= Newman E. Drake =

Newman E. Drake (1860 – 1930) was an American entrepreneur and philanthropist who founded Drake's, an American baking company now owned by McKee Foods.

==Biography==

===Early life===
Newman E. Drake was born in Andover, New Jersey, on December 16, 1860. Newman was the eldest child of John B. Drake (1835–1916), a carpenter who later worked as a mechanic for the Sussex Railroad Company, and his wife Mary Elizabeth Stackhouse (1840–1908).

===Drake's Cakes===

In 1888, Drake established his company in Brooklyn as Drake Brothers, with a commercial bakery located at 1006 Wallabout Market in Brooklyn. The company's "Drake’s Cakes" sold pound cake by the slice. As the company expanded, it was renamed Drake Bakeries, Inc., and built a factory facility at 77 Clinton Avenue on the border of the Fort Greene and Clinton Hill neighborhoods of Brooklyn. Drake Bakeries was one of the few snack cake companies to be produced under kosher guidelines, not using lard or tallow which are prohibited under kosher food laws.
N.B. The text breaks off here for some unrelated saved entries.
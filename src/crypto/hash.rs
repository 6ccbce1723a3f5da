use crate::common::TransferError;
use sha2::{Digest, Sha256};
use std::path::Path;
use tokio::fs::File;
use tokio::io::AsyncReadExt;

pub type Sha256Digest = [u8; 32];

/// Incremental SHA-256 over plaintext, independent of chunk boundaries
#[derive(Clone, Default)]
pub struct ContentHasher {
    hasher: Sha256,
    bytes: u64,
}

impl ContentHasher {
    pub fn new() -> Self {
        Self::default()
    }

    pub fn update(&mut self, data: &[u8]) {
        self.hasher.update(data);
        self.bytes += data.len() as u64;
    }

    pub fn bytes_hashed(&self) -> u64 {
        self.bytes
    }

    pub fn finalize(self) -> Sha256Digest {
        self.hasher.finalize().into()
    }
}

pub fn digest_bytes(data: &[u8]) -> Sha256Digest {
    Sha256::digest(data).into()
}

/// Compare the digest of the reassembled file to the one agreed in the manifest
pub fn verify_digest(
    file_index: u32,
    actual: &Sha256Digest,
    expected: &Sha256Digest,
) -> Result<(), TransferError> {
    if actual != expected {
        return Err(TransferError::IntegrityMismatch {
            file_index,
            expected: hex::encode(expected),
            actual: hex::encode(actual),
        });
    }
    Ok(())
}

pub async fn calculate_file_hash(path: &Path) -> Result<Sha256Digest, std::io::Error> {
    let mut file = File::open(path).await?;
    let mut hasher = ContentHasher::new();
    let mut buffer = vec![0u8; 64 * 1024];

    loop {
        let n = file.read(&mut buffer).await?;
        if n == 0 {
            break;
        }
        hasher.update(&buffer[..n]);
    }

    Ok(hasher.finalize())
}

pub fn parse_hex_digest(encoded: &str) -> Result<Sha256Digest, TransferError> {
    let mut digest = [0u8; 32];
    hex::decode_to_slice(encoded, &mut digest)
        .map_err(|e| TransferError::protocol(format!("invalid sha256 digest: {e}")))?;
    Ok(digest)
}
In the 1960s, the Drake's brand—which involved familiar products including Ring Dings, Yodels, Devil Dogs, Yankee Doodles, Sunny Doodles, Funny Bones, and its trademark round coffee cake—was purchased by large food manufacturing companies. It was first owned by Borden until 1987 when it was sold to Ralston Purina, and operations were overseen by Ralston Purina's ITT Continental Baking Company. In 1991, it was sold to Culinar, and later Interstate Bakeries Corporation which acquired Hostess Brands and Wonder Bread. Hostess filed for bankruptcy liquidation in 2012 and shuttered its plants. On January 28, 2013, McKee Foods of Chattanooga, Tennessee (makers of Little Debbie snack cakes) was the lead bidder for the Drake's brand and equipment.

===Death and burial===
Newman Drake died at Lenox Hill Hospital in New York City's Upper East Side on March 17, 1930. His wife, Elizabeth Drake, died October 29, 1940. Both were interred at a private family mausoleum in Tranquility Cemetery in the Tranquility section of Green Township, New Jersey.

===Philanthropy to Newton, New Jersey===
On September 5, 1928, Drake purchased 10.84 acre of meadowland on the north side of Newton, which in November he and his wife donated as “a playground and general recreation field under direction of the Town of Newton.” Newton accepted the donation and in 1929 appointed a Board of Recreation Commissioners, including Drake as president, to transform this tract into a public park.